First proposed during the Obama administration, backcountry conservation areas have been championed primarily by hook-and-bullet conservation groups. BLM land classifications range from recreation- to preservation-focused — categories that differ according to how much road-building or timber-harvesting is allowed and whether motorized vehicles or bicycles are permitted.
The new designation was meant to bridge partisan and ideological divides by blending habitat protection with recreational access, allowing some road construction and vehicle travel while preventing future industrial development.

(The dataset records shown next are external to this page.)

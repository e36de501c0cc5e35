//! Crate-wide error hierarchy.
//!
//! The original source threads a raw `int` error code through
//! `IfTrue(x, level, fmt, ...) { LOG(...); goto OnError; }` at almost every
//! call site, plus a second, richer enumerated-error convention in the
//! driver layer. `t51core/src/net/result.rs` already shows the Rust-idiom
//! version of that second convention (an enum implementing `From<io::Error>`
//! by storing `io::ErrorKind`). This module generalizes that idiom with
//! `thiserror` across every subsystem boundary named in spec §7, instead of
//! hand-writing `Display`/`Error` impls per module the way the teacher did.

use thiserror::Error;

#[derive(Debug, Error)]
pub enum ChunkPoolError {
    #[error("requested size exceeds the maximum chunk class")]
    TooLarge,
    #[error("chunk allocator out of memory")]
    OutOfMemory,
}

#[derive(Debug, Error)]
pub enum FallocatorError {
    #[error("arena allocator out of memory")]
    OutOfMemory,
}

#[derive(Debug, Error)]
pub enum DataStreamError {
    #[error("cannot append to a persistent (clone-only) data stream")]
    PersistentAppend,
    #[error("truncation length exceeds stream size")]
    TruncateOutOfRange,
    #[error("substream range exceeds stream size")]
    SubstreamOutOfRange,
    #[error(transparent)]
    ChunkPool(#[from] ChunkPoolError),
}

#[derive(Debug, Error)]
pub enum ParseError {
    #[error("need more bytes")]
    NeedMore,
    #[error("malformed request: {0}")]
    Malformed(&'static str),
    #[error("unknown command verb")]
    UnknownVerb,
}

#[derive(Debug, Error)]
pub enum ConnectionError {
    #[error("socket error: {0}")]
    Io(#[from] std::io::Error),
    #[error(transparent)]
    Parse(#[from] ParseError),
    #[error("out of memory servicing the connection's arena or read/write streams")]
    OutOfMemory,
}

#[derive(Debug, Error)]
pub enum ClusterError {
    #[error("socket error: {0}")]
    Io(#[from] std::io::Error),
    #[error("malformed peer response: {0}")]
    Parse(#[from] ParseError),
    #[error("peer response desynchronized from pending request queue")]
    Desync,
}

/// Top-level error surfaced at the wire protocol boundary (§7).
#[derive(Debug, Error)]
pub enum Error {
    #[error("SERVER_ERROR out of memory")]
    OutOfMemory,
    #[error("CLIENT_ERROR {0}")]
    ClientError(&'static str),
    #[error("ERROR")]
    UnknownCommand,
    #[error(transparent)]
    Connection(#[from] ConnectionError),
    #[error(transparent)]
    Cluster(#[from] ClusterError),
}

impl From<ChunkPoolError> for Error {
    fn from(_: ChunkPoolError) -> Self {
        Error::OutOfMemory
    }
}

impl From<FallocatorError> for Error {
    fn from(_: FallocatorError) -> Self {
        Error::OutOfMemory
    }
}

impl From<DataStreamError> for Error {
    fn from(err: DataStreamError) -> Self {
        match err {
            DataStreamError::PersistentAppend => Error::ClientError("cannot append to a persistent stream"),
            DataStreamError::TruncateOutOfRange => Error::ClientError("truncate length exceeds stream size"),
            DataStreamError::SubstreamOutOfRange => Error::ClientError("substream range exceeds stream size"),
            DataStreamError::ChunkPool(_) => Error::OutOfMemory,
        }
    }
}

impl From<ParseError> for Error {
    fn from(err: ParseError) -> Self {
        match err {
            ParseError::NeedMore => Error::ClientError("need more data"),
            ParseError::Malformed(msg) => Error::ClientError(msg),
            ParseError::UnknownVerb => Error::UnknownCommand,
        }
    }
}

pub type Result<T> = std::result::Result<T, Error>;
//! Visible page window
//!
//! The page links drawn under a table: up to `pages_to_show` page numbers
//! around the current page, shifted so the window never leaves
//! `[0, total_pages)`.

/// Page numbers to display for the current position.
///
/// When the window has an even size the extra slot goes ahead of the current
/// page.
pub fn page_window(current_page: usize, total_pages: usize, pages_to_show: usize) -> Vec<usize> {
    let size = pages_to_show.min(total_pages);
    if size == 0 {
        return Vec::new();
    }

    let behind = (size - 1) / 2;
    let current = current_page.min(total_pages - 1);

    let mut start = current.saturating_sub(behind);
    if start + size > total_pages {
        start = total_pages - size;
    }

    (start..start + size).collect()
}

#[cfg(test)]
mod tests {
    use super::*;
    use test_case::test_case;

    #[test_case(0, 10, 5 => vec![0, 1, 2, 3, 4] ; "start of range")]
    #[test_case(1, 10, 5 => vec![0, 1, 2, 3, 4] ; "near start")]
    #[test_case(5, 10, 5 => vec![3, 4, 5, 6, 7] ; "centered")]
    #[test_case(9, 10, 5 => vec![5, 6, 7, 8, 9] ; "end of range")]
    #[test_case(8, 10, 5 => vec![5, 6, 7, 8, 9] ; "near end")]
    #[test_case(1, 3, 5 => vec![0, 1, 2] ; "fewer pages than window")]
    #[test_case(4, 10, 4 => vec![3, 4, 5, 6] ; "even window leans ahead")]
    #[test_case(0, 0, 5 => Vec::<usize>::new() ; "no pages")]
    #[test_case(12, 10, 5 => vec![5, 6, 7, 8, 9] ; "current past end is clamped")]
    fn test_page_window(current: usize, total: usize, show: usize) -> Vec<usize> {
        page_window(current, total, show)
    }
}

“In places where rural folks are wary of overly restrictive land designations, backcountry conservation areas provide durable conservation that won’t be rolled back,” said Joel Webster, the senior director of Western Programs for the Theodore Roosevelt Conservation Partnership.
The inaugural backcountry conservation areas covered nearly 120,000 acres of land in western and central Montana. Under the plans establishing them, oil and gas drilling could not occur unless the BLM determined that it wouldn’t harm wildlife or recreation.

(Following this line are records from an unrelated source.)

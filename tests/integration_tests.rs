//! Integration tests using mock HTTP server
//!
//! Tests the full end-to-end flow: tracker navigation → API requests with
//! over-fetching → locally cached pages

use serde_json::{json, Value};
use std::sync::{Arc, Mutex};
use tablepager::config::{load_config_from_str, ApiSourceConfig};
use tablepager::controller::{Notifier, PaginationController};
use tablepager::preferences::{FileStore, MemoryStore};
use tablepager::source::{ApiSource, ItemSource, MemorySource};
use tablepager::{ControllerConfig, Criteria, Error, PageTracker, SortDirection, TrackerOptions};
use wiremock::matchers::{method, path, query_param};
use wiremock::{Mock, MockServer, ResponseTemplate};

// ============================================================================
// Helpers
// ============================================================================

fn rows(range: std::ops::Range<u64>) -> Vec<Value> {
    range.map(|id| json!({"id": id, "name": format!("server-{id}")})).collect()
}

fn ids(items: &[Value]) -> Vec<u64> {
    items.iter().filter_map(|item| item["id"].as_u64()).collect()
}

/// Mount one server page of a 250-item data set served 100 at a time
async fn mount_batch(server: &MockServer, server_page: u64, expected_calls: u64) {
    let start = server_page * 100;
    let end = (start + 100).min(250);
    Mock::given(method("GET"))
        .and(path("/servers"))
        .and(query_param("page", server_page.to_string()))
        .and(query_param("per_page", "100"))
        .respond_with(ResponseTemplate::new(200).set_body_json(json!({
            "items": rows(start..end),
            "totalNumberOfItems": 250
        })))
        .expect(expected_calls)
        .mount(server)
        .await;
}

fn api_tracker(server: &MockServer) -> PageTracker<Value> {
    let config =
        ApiSourceConfig::new(format!("{}/servers", server.uri())).with_server_items_per_page(100);
    let source: ApiSource<Value> = ApiSource::new(config).unwrap();

    let tracker = PageTracker::create_instance(
        TrackerOptions::new().with_items_per_page(50),
        Arc::new(MemoryStore::new()),
    )
    .unwrap();
    tracker.update_items_fn(Arc::new(source));
    tracker
}

#[derive(Default)]
struct RecordingNotifier {
    messages: Mutex<Vec<String>>,
}

impl Notifier for RecordingNotifier {
    fn error(&self, message: &str) {
        self.messages.lock().unwrap().push(message.to_string());
    }
}

// ============================================================================
// Over-Fetch Integration Tests
// ============================================================================

#[tokio::test]
async fn test_over_fetched_pages_skip_round_trips() {
    let server = MockServer::start().await;
    mount_batch(&server, 0, 1).await;
    mount_batch(&server, 1, 1).await;
    mount_batch(&server, 2, 1).await;

    let tracker = api_tracker(&server);

    tracker.refresh(false).await.unwrap();
    assert_eq!(tracker.total_items(), 250);
    assert_eq!(tracker.total_pages(), 5);
    assert_eq!(ids(&tracker.items()), (0..50).collect::<Vec<_>>());

    // Served from the first batch
    tracker.go_to_page(1).await.unwrap();
    assert_eq!(ids(&tracker.items()), (50..100).collect::<Vec<_>>());

    // Second batch
    tracker.go_to_page(2).await.unwrap();
    assert_eq!(ids(&tracker.items()), (100..150).collect::<Vec<_>>());
    tracker.go_to_next_page().await.unwrap();
    assert_eq!(ids(&tracker.items()), (150..200).collect::<Vec<_>>());

    // Third batch is short and ends the data set
    tracker.go_to_last_page().await.unwrap();
    assert_eq!(tracker.current_page(), 4);
    assert_eq!(ids(&tracker.items()), (200..250).collect::<Vec<_>>());
    assert_eq!(tracker.first(), 201);
    assert_eq!(tracker.last(), 250);
}

#[tokio::test]
async fn test_jump_into_middle_of_batch_uses_offset() {
    let server = MockServer::start().await;
    mount_batch(&server, 1, 1).await;

    let tracker = api_tracker(&server);
    // Seed the total so page 3 is in range
    tracker
        .new_items(async { Ok::<_, Error>(tablepager::PageResult::new(rows(0..50), 0, 250)) })
        .await
        .unwrap();

    tracker.go_to_page(3).await.unwrap();
    assert_eq!(tracker.current_page(), 3);
    assert_eq!(ids(&tracker.items()), (150..200).collect::<Vec<_>>());
}

#[tokio::test]
async fn test_criteria_sent_as_query_parameters() {
    let server = MockServer::start().await;
    Mock::given(method("GET"))
        .and(path("/servers"))
        .and(query_param("filter", "web"))
        .and(query_param("sort", "name"))
        .and(query_param("direction", "DESCENDING"))
        .and(query_param("region", "ORD,DFW"))
        .respond_with(ResponseTemplate::new(200).set_body_json(json!({
            "items": rows(0..3),
            "totalNumberOfItems": 3
        })))
        .expect(1)
        .mount(&server)
        .await;

    let tracker = api_tracker(&server);
    tracker.set_criteria(
        Criteria::new()
            .with_filter_text("web")
            .with_sort("name", SortDirection::Descending)
            .with_selection("region", vec![json!("ORD"), json!("DFW")]),
    );
    tracker.refresh(false).await.unwrap();
    assert_eq!(tracker.total_items(), 3);
}

#[tokio::test]
async fn test_custom_response_paths() {
    let server = MockServer::start().await;
    Mock::given(method("GET"))
        .and(path("/v2/servers"))
        .respond_with(ResponseTemplate::new(200).set_body_json(json!({
            "data": {"servers": rows(0..10)},
            "meta": {"count": 10}
        })))
        .mount(&server)
        .await;

    let config = ApiSourceConfig::new(format!("{}/v2/servers", server.uri()))
        .with_paths("data.servers", "meta.count");
    let source: ApiSource<Value> = ApiSource::new(config).unwrap();

    let page = source.get_items(0, 25, &Criteria::new()).await.unwrap();
    assert_eq!(page.total_number_of_items, 10);
    assert_eq!(page.items.len(), 10);
}

#[tokio::test]
async fn test_missing_total_is_rejected() {
    let server = MockServer::start().await;
    Mock::given(method("GET"))
        .and(path("/servers"))
        .respond_with(ResponseTemplate::new(200).set_body_json(json!({
            "items": rows(0..100)
        })))
        .mount(&server)
        .await;

    let tracker = api_tracker(&server);
    let err = tracker.refresh(false).await.unwrap_err();

    match err {
        Error::MissingPageField { field } => assert_eq!(field, "totalNumberOfItems"),
        other => panic!("Expected MissingPageField, got {other:?}"),
    }
    assert_eq!(tracker.total_items(), 0);
    assert!(!tracker.is_loading());
}

// ============================================================================
// Controller Integration Tests
// ============================================================================

#[tokio::test]
async fn test_server_error_notifies_and_keeps_page() {
    let server = MockServer::start().await;
    mount_batch(&server, 0, 1).await;
    Mock::given(method("GET"))
        .and(path("/servers"))
        .and(query_param("page", "1"))
        .respond_with(ResponseTemplate::new(500).set_body_string("boom"))
        .mount(&server)
        .await;

    let tracker = api_tracker(&server);
    let notifier = Arc::new(RecordingNotifier::default());
    let source: ApiSource<Value> = ApiSource::new(
        ApiSourceConfig::new(format!("{}/servers", server.uri())).with_server_items_per_page(100),
    )
    .unwrap();
    let controller = PaginationController::builder(tracker)
        .source(Arc::new(source))
        .config(ControllerConfig::new().with_error_message("Error loading servers"))
        .notifier(notifier.clone())
        .build()
        .unwrap();

    controller.start().await.unwrap();
    controller.tracker().go_to_page(1).await.unwrap();

    let err = controller.tracker().go_to_page(2).await.unwrap_err();
    assert!(matches!(err, Error::HttpStatus { status: 500, .. }));
    assert_eq!(controller.tracker().current_page(), 1);
    assert_eq!(
        *notifier.messages.lock().unwrap(),
        vec!["Error loading servers".to_string()]
    );
}

#[tokio::test]
async fn test_config_file_drives_api_source() {
    let server = MockServer::start().await;
    Mock::given(method("GET"))
        .and(path("/servers"))
        .and(query_param("p", "1"))
        .and(query_param("limit", "20"))
        .respond_with(ResponseTemplate::new(200).set_body_json(json!({
            "results": rows(0..20),
            "count": 45
        })))
        .expect(1)
        .mount(&server)
        .await;

    let yaml = format!(
        r"
tracker:
  items_per_page: 20
  persist_items_per_page: false
controller:
  error_message: Unable to load servers
api:
  url: {}/servers
  page_param: p
  page_size_param: limit
  start_page: 1
  items_path: results
  total_path: count
",
        server.uri()
    );
    let config = load_config_from_str(&yaml).unwrap();
    let api = config.api.clone().unwrap();

    let tracker =
        PageTracker::create_instance(config.tracker, Arc::new(MemoryStore::new())).unwrap();
    let source: ApiSource<Value> = ApiSource::new(api).unwrap();
    let controller = PaginationController::builder(tracker)
        .source(Arc::new(source))
        .config(config.controller)
        .build()
        .unwrap();
    controller.start().await.unwrap();

    let snapshot = controller.tracker().snapshot();
    assert_eq!(snapshot.total_items, 45);
    assert_eq!(snapshot.total_pages, 3);
    assert_eq!(snapshot.pages, vec![0, 1, 2]);
}

// ============================================================================
// Preference Integration Tests
// ============================================================================

#[tokio::test]
async fn test_page_size_survives_restart() {
    let dir = tempfile::tempdir().unwrap();
    let prefs_path = dir.path().join("prefs.json");
    let data = MemorySource::new(rows(0..500));

    {
        let prefs = Arc::new(FileStore::open(&prefs_path).unwrap());
        let tracker: PageTracker<Value> =
            PageTracker::create_instance(TrackerOptions::default(), prefs).unwrap();
        assert_eq!(tracker.items_per_page(), 200);
        tracker.update_items_fn(Arc::new(data.clone()));
        tracker.set_items_per_page(50).await.unwrap();
        assert_eq!(tracker.items().len(), 50);
    }

    let prefs = Arc::new(FileStore::open(&prefs_path).unwrap());
    let tracker: PageTracker<Value> =
        PageTracker::create_instance(TrackerOptions::default(), prefs).unwrap();
    assert_eq!(tracker.items_per_page(), 50);

    tracker.update_items_fn(Arc::new(data));
    tracker.refresh(false).await.unwrap();
    assert_eq!(tracker.total_pages(), 10);
}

Even though the lack of significant fossil fuel deposits in the areas made drilling unlikely, oil and gas companies could stake claims anyway: Speculators often lease BLM land with marginal development potential, paying as little as $1.50 an acre. Such leases can prevent the agency from conducting habitat restoration or trail maintenance. (The BLM did not respond to requests for comment.)
This has led Montana land managers to question the designation’s conservation value. “What really matters is, ‘What does it protect?’ ” said John Tubbs, director of Montana’s Department of Natural Resources and Conservation. Without clear and binding restrictions, such as withdrawing the land from oil and gas leasing or banning commercial logging, the state lacked confidence that the new category would actually safeguard the landscape, Tubbs said.
The October ruling that scrapped the Montana backcountry conservation areas stemmed from a successful lawsuit brought by the state against the BLM. The court agreed that Pendley’s tenure violated laws limiting how long political appointees can serve without Senate confirmation. (Pendley’s official nomination was withdrawn because of his anti-public land record; as of press time, he continues to serve as the BLM’s acting director.)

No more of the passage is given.